# Small Scale Railway Co. sound systems?



## Ray Dunakin (Jan 6, 2008)

Has anyone ever used one of these sound systems? They make them for G scale as well as the smaller scales, and at 80 bucks a pop it seems like a very affordable way to add realistic sound to a loco.

www.smallscalerailway.com


----------



## altterrain (Jan 2, 2008)

I have one of his Climax cards for the Dunkirk. I like it. It acted a bit quirky over trestles but I found adding additional blinds around the optical sensor over the axle took care of that. The guy who puts them together is a good guy and delivery was quick. You'll have to get the extra amp for $11 for outdoor use and its plenty loud. I have mine mounted in my battery car with his 3 inch speaker and a plastic cup (disposable tupperware kind) mounted over it. 

-Brian


----------



## lownote (Jan 3, 2008)

I have one in an LGB 0-4-0. The sounds are really good although the chuff stops when the whistle blows. And sometimes the infrared chuff sensor gets confused by bright light. It's good but IMHO a better card, like say the QSI, if worth the additional money


----------



## Torby (Jan 2, 2008)

I have one in my Bachmann Annie. I got the optional 1w amplifier with it. 

You don't control the whistle and bell, but they go at while you're working based on changes in the speed, and it's always making appropriate sounds. Yes, the chuff stops when the whistle blows, but you don't notice unless you're listening for it. I've had trouble with light shining into the IR sensor. I've built a box around it of styrene painted black and black electrical tape. 

I put the Dallee board in my mallet 'cause I wanted to control the whistle and bell myself, but I think I like the small scale board better as it has more character. 

When I catch up a little on funds again, I'll put the QSI card in my mallet. 

At $80, 90 if you include the amplifier, it's very nice.
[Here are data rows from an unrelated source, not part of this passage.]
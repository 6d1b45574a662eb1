//! Workbook, Sheet and raw cell structures

use std::collections::BTreeMap;

use super::reference;
use super::value::Value;

/// A cell as read from the source file, before it is bound to a column
#[derive(Debug, Clone, Default, PartialEq)]
pub enum RawCell {
    #[default]
    Empty,
    Value(Value),
    /// A spreadsheet error such as `#DIV/0!`
    Error(String),
}

impl RawCell {
    /// Check if the cell holds nothing
    pub fn is_empty(&self) -> bool {
        matches!(self, RawCell::Empty)
    }
}

impl From<Value> for RawCell {
    fn from(v: Value) -> Self {
        RawCell::Value(v)
    }
}

impl From<&str> for RawCell {
    fn from(s: &str) -> Self {
        RawCell::Value(Value::from(s))
    }
}

impl From<i64> for RawCell {
    fn from(i: i64) -> Self {
        RawCell::Value(Value::Int(i))
    }
}

impl From<f64> for RawCell {
    fn from(f: f64) -> Self {
        RawCell::Value(Value::Float(f))
    }
}

impl From<bool> for RawCell {
    fn from(b: bool) -> Self {
        RawCell::Value(Value::Bool(b))
    }
}

static EMPTY: RawCell = RawCell::Empty;

/// A single worksheet; only non-empty cells are stored, keyed by their
/// absolute 0-based position
#[derive(Debug, Clone)]
pub struct Sheet {
    name: String,
    visible: bool,
    rows: BTreeMap<usize, BTreeMap<usize, RawCell>>,
}

impl Sheet {
    /// Create a visible sheet from rows of cells anchored at A1
    pub fn new(name: impl Into<String>, cells: Vec<Vec<RawCell>>) -> Self {
        let cells = cells.into_iter().enumerate().flat_map(|(r, row)| {
            row.into_iter()
                .enumerate()
                .map(move |(c, cell)| ((r, c), cell))
        });
        Self::from_sparse(name, cells)
    }

    /// Create a visible sheet from `(row, column)` positioned cells
    pub fn from_sparse<I>(name: impl Into<String>, cells: I) -> Self
    where
        I: IntoIterator<Item = ((usize, usize), RawCell)>,
    {
        let mut rows: BTreeMap<usize, BTreeMap<usize, RawCell>> = BTreeMap::new();
        for ((row, col), cell) in cells {
            if !cell.is_empty() {
                rows.entry(row).or_default().insert(col, cell);
            }
        }
        Self {
            name: name.into(),
            visible: true,
            rows,
        }
    }

    /// Mark the sheet as hidden (or visible again)
    pub fn with_hidden(mut self, hidden: bool) -> Self {
        self.visible = !hidden;
        self
    }

    pub fn name(&self) -> &str {
        &self.name
    }

    pub fn is_visible(&self) -> bool {
        self.visible
    }

    /// One past the last row holding a cell
    pub fn row_count(&self) -> usize {
        self.rows.keys().next_back().map_or(0, |last| last + 1)
    }

    /// Cell at an absolute 0-based position; anything unset reads as empty
    pub fn cell(&self, row: usize, col: usize) -> &RawCell {
        self.rows
            .get(&row)
            .and_then(|r| r.get(&col))
            .unwrap_or(&EMPTY)
    }

    /// Index of the last non-empty cell in a row
    pub fn last_column(&self, row: usize) -> Option<usize> {
        self.rows.get(&row)?.keys().next_back().copied()
    }

    /// Sheet-qualified A1 reference, e.g. `table_2!B4`
    pub fn a1(&self, row: usize, col: usize) -> String {
        format!("{}!{}", self.name, reference::a1(row, col))
    }
}

/// An ordered collection of sheets read from one file
#[derive(Debug, Clone, Default)]
pub struct Workbook {
    pub sheets: Vec<Sheet>,
}

impl Workbook {
    pub fn new(sheets: Vec<Sheet>) -> Self {
        Self { sheets }
    }
}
Installation is easy.


----------



## Ray Dunakin (Jan 6, 2008)

Does the QSI sound require use of DCC?


----------



## lownote (Jan 3, 2008)

No--QSI will work with straight DC. But you don't have remote control of the sounds.

To get control of the sounds, you have three options

1. Purchase their "quantum engineer," a trottle that allows you to control most of the sounds with conventional DC (http://www.qsisolutions.com/products/q-engineer.html)

2. Purchase a "Gwire" card and an airwire throttle, and then run on either batteries or track power 

3. Use DCC



I run qsi with airiwre and track power, with a constant 20 volts on the track and each loco controlled via the single airwire throttle


----------



## aceinspp (Jan 2, 2008)

Depending on what you are using for a power supply for DC you can operate the bell and whistle of the QSI by just using the reversing switch of your power pack. If using the Train engineer then you out of luck unless you add the Quantum engineer. There is an option here tho as you can install a double pole double throw switch to the system to operate the two funtions. Later RJD


----------



## Torby (Jan 2, 2008)

I've wondered about putting a dpdt relay hooked up to an output from my receiver to flip the polarity. 

Went to the QSI guy's demonstration yesterday at Trainfest. It got kindof boring, so I wandered out. 

He wanted to show ho easy it was to install QSI in an Aristo loco. He'd already taken the screws out. When he lifted the cover and went to plug in the QSI board, SURPRISE! The speaker wires were soldered into the aristo board instead of plugged in like they always are. They'd given him the loco at the aristo booth for the demo. I thought it was a pretty good prank


----------